Eleven of the twelve passengers in a boat plane making a trip across Italy watch the twelfth head to the front of the plane and lock himself in the tiny toilet cubicle. Thirty minutes later, when he has not emerged, someone else impatiently bangs on the door and insists the current occupant allows others to avail themselves of the conveniences. No reply is forthcoming. When the door is broken down, having been bolted in the expected manner, there is no sign of the passenger, nor any exit large enough to admit his egress (he was rather too, ahem, corpulent to have slipped through the skylight). So…where is he? And, more to the point, how did he get there?

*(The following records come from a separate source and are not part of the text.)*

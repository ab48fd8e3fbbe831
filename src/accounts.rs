//! Account registration, credential verification, and registration approval.
//!
//! New accounts start in `pending` and cannot authenticate until a
//! district-tier reviewer approves them. Password hashes are
//! PBKDF2-HMAC-SHA256 over a per-user random salt, stored as
//! `base64(salt)$base64(hash)`.

use base64::engine::general_purpose::STANDARD as BASE64;
use base64::Engine;
use pbkdf2::pbkdf2_hmac;
use rand::RngCore;
use rusqlite::Connection;
use sha2::Sha256;
use thiserror::Error;
use uuid::Uuid;

use crate::db::repository;
use crate::db::DatabaseError;
use crate::models::enums::{ApprovalStatus, Role};
use crate::models::User;
use crate::scope::ScopeDescriptor;

const PBKDF2_ITERATIONS: u32 = 600_000;
const HASH_LENGTH: usize = 32;
const SALT_LENGTH: usize = 16;

#[derive(Debug, Error)]
pub enum AccountError {
    #[error("An account with this email already exists")]
    EmailTaken,

    #[error("Invalid email or password")]
    InvalidCredentials,

    #[error("Account is not approved: {0:?}")]
    NotApproved(ApprovalStatus),

    #[error("Registration not found: {0}")]
    NotFound(Uuid),

    #[error("Caller may not administer registrations for this district")]
    OutOfScope,

    #[error("Registration has already been decided: {0:?}")]
    AlreadyDecided(ApprovalStatus),

    #[error("{0}")]
    Invalid(String),

    #[error(transparent)]
    Database(#[from] DatabaseError),
}

pub struct NewRegistration<'a> {
    pub full_name: &'a str,
    pub email: &'a str,
    pub phone: Option<&'a str>,
    pub password: &'a str,
    pub role: Role,
    pub province: &'a str,
    pub district: &'a str,
    pub sector: &'a str,
}

pub fn hash_password(password: &str) -> String {
    let mut salt = [0u8; SALT_LENGTH];
    rand::thread_rng().fill_bytes(&mut salt);
    let mut hash = [0u8; HASH_LENGTH];
    pbkdf2_hmac::<Sha256>(password.as_bytes(), &salt, PBKDF2_ITERATIONS, &mut hash);
    format!("{}${}", BASE64.encode(salt), BASE64.encode(hash))
}

pub fn verify_password(password: &str, stored: &str) -> bool {
    let Some((salt_b64, hash_b64)) = stored.split_once('$') else {
        return false;
    };
    let (Ok(salt), Ok(expected)) = (BASE64.decode(salt_b64), BASE64.decode(hash_b64)) else {
        return false;
    };
    let mut hash = [0u8; HASH_LENGTH];
    pbkdf2_hmac::<Sha256>(password.as_bytes(), &salt, PBKDF2_ITERATIONS, &mut hash);
    // Not secret-dependent in length; constant-time compare over fixed size
    expected.len() == HASH_LENGTH
        && expected
            .iter()
            .zip(hash.iter())
            .fold(0u8, |acc, (a, b)| acc | (a ^ b))
            == 0
}

/// Create a pending account. Email uniqueness is enforced here and backed
/// by the UNIQUE constraint on the column.
pub fn register(conn: &Connection, reg: &NewRegistration<'_>) -> Result<User, AccountError> {
    if reg.email.trim().is_empty() || !reg.email.contains('@') {
        return Err(AccountError::Invalid("email is not valid".into()));
    }
    if reg.password.len() < 8 {
        return Err(AccountError::Invalid(
            "password must be at least 8 characters".into(),
        ));
    }
    if repository::get_user_by_email(conn, reg.email)?.is_some() {
        return Err(AccountError::EmailTaken);
    }

    let now = chrono::Utc::now();
    let user = User {
        id: Uuid::new_v4(),
        full_name: reg.full_name.to_string(),
        email: reg.email.to_string(),
        phone: reg.phone.map(str::to_string),
        password_hash: hash_password(reg.password),
        role: reg.role,
        approval_status: ApprovalStatus::Pending,
        province: reg.province.to_string(),
        district: reg.district.to_string(),
        sector: reg.sector.to_string(),
        created_at: now,
        updated_at: now,
    };
    repository::insert_user(conn, &user)?;
    tracing::info!(user_id = %user.id, role = user.role.as_str(), "registration submitted");
    Ok(user)
}

/// Verify credentials. Pending and rejected accounts are refused even with
/// a correct password, and the refusal names the status so callers can map
/// it to a distinct response.
pub fn login(conn: &Connection, email: &str, password: &str) -> Result<User, AccountError> {
    let Some(user) = repository::get_user_by_email(conn, email)? else {
        return Err(AccountError::InvalidCredentials);
    };
    if !verify_password(password, &user.password_hash) {
        return Err(AccountError::InvalidCredentials);
    }
    if user.approval_status != ApprovalStatus::Approved {
        return Err(AccountError::NotApproved(user.approval_status));
    }
    Ok(user)
}

/// Pending registrations visible to a district reviewer.
pub fn pending_registrations(
    conn: &Connection,
    reviewer: &ScopeDescriptor,
) -> Result<Vec<User>, AccountError> {
    if reviewer.role != Role::DistrictVet {
        return Err(AccountError::OutOfScope);
    }
    Ok(repository::list_pending_registrations(
        conn,
        &reviewer.district,
    )?)
}

/// Approve or reject a pending registration. Only district reviewers, only
/// for accounts registered in their own district, and only once.
pub fn decide_registration(
    conn: &Connection,
    user_id: &Uuid,
    reviewer: &ScopeDescriptor,
    approve: bool,
) -> Result<User, AccountError> {
    let user = repository::get_user(conn, user_id)?
        .ok_or(AccountError::NotFound(*user_id))?;
    if !reviewer.reviews_district(&user.district) {
        return Err(AccountError::OutOfScope);
    }
    if user.approval_status != ApprovalStatus::Pending {
        return Err(AccountError::AlreadyDecided(user.approval_status));
    }

    let status = if approve {
        ApprovalStatus::Approved
    } else {
        ApprovalStatus::Rejected
    };
    repository::set_approval_status(conn, user_id, status)?;
    tracing::info!(%user_id, status = status.as_str(), "registration decided");
    repository::get_user(conn, user_id)?.ok_or(AccountError::NotFound(*user_id))
}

As translator Igor Longo’s excellent afterword explains, the Italian contribution to the classic mystery novel has been rather scant, and this is my own first experience of that country’s take on the Grandest Game in the World. In many ways, it conforms to expectations — we see the majority of the action via the viewpoint of journalist Giorgio Vallesi (who, on account of his friendship with policeman Luigi Renzi, is allowed to be far more present at all aspects of the investigation than should probably be legally possible), there is romance in Vallesi’s (slightly creepy, it has to be said) pursuit of the beautiful Marcella Arteni, and there is plenty of intelligent speculation on the nature of the crime under consideration:
[H]ow could any murderer foresee the banker’s visit to the toilet at exactly the right moment? And what if another person had fallen into the trap? In any case, the bigwig’s statement rendered and external intervention in the toilet quite impossible. it was ridiculous to think that someone could have already been hidden in that small space, and all the passengers were present and accounted for when the banker entered the toilet.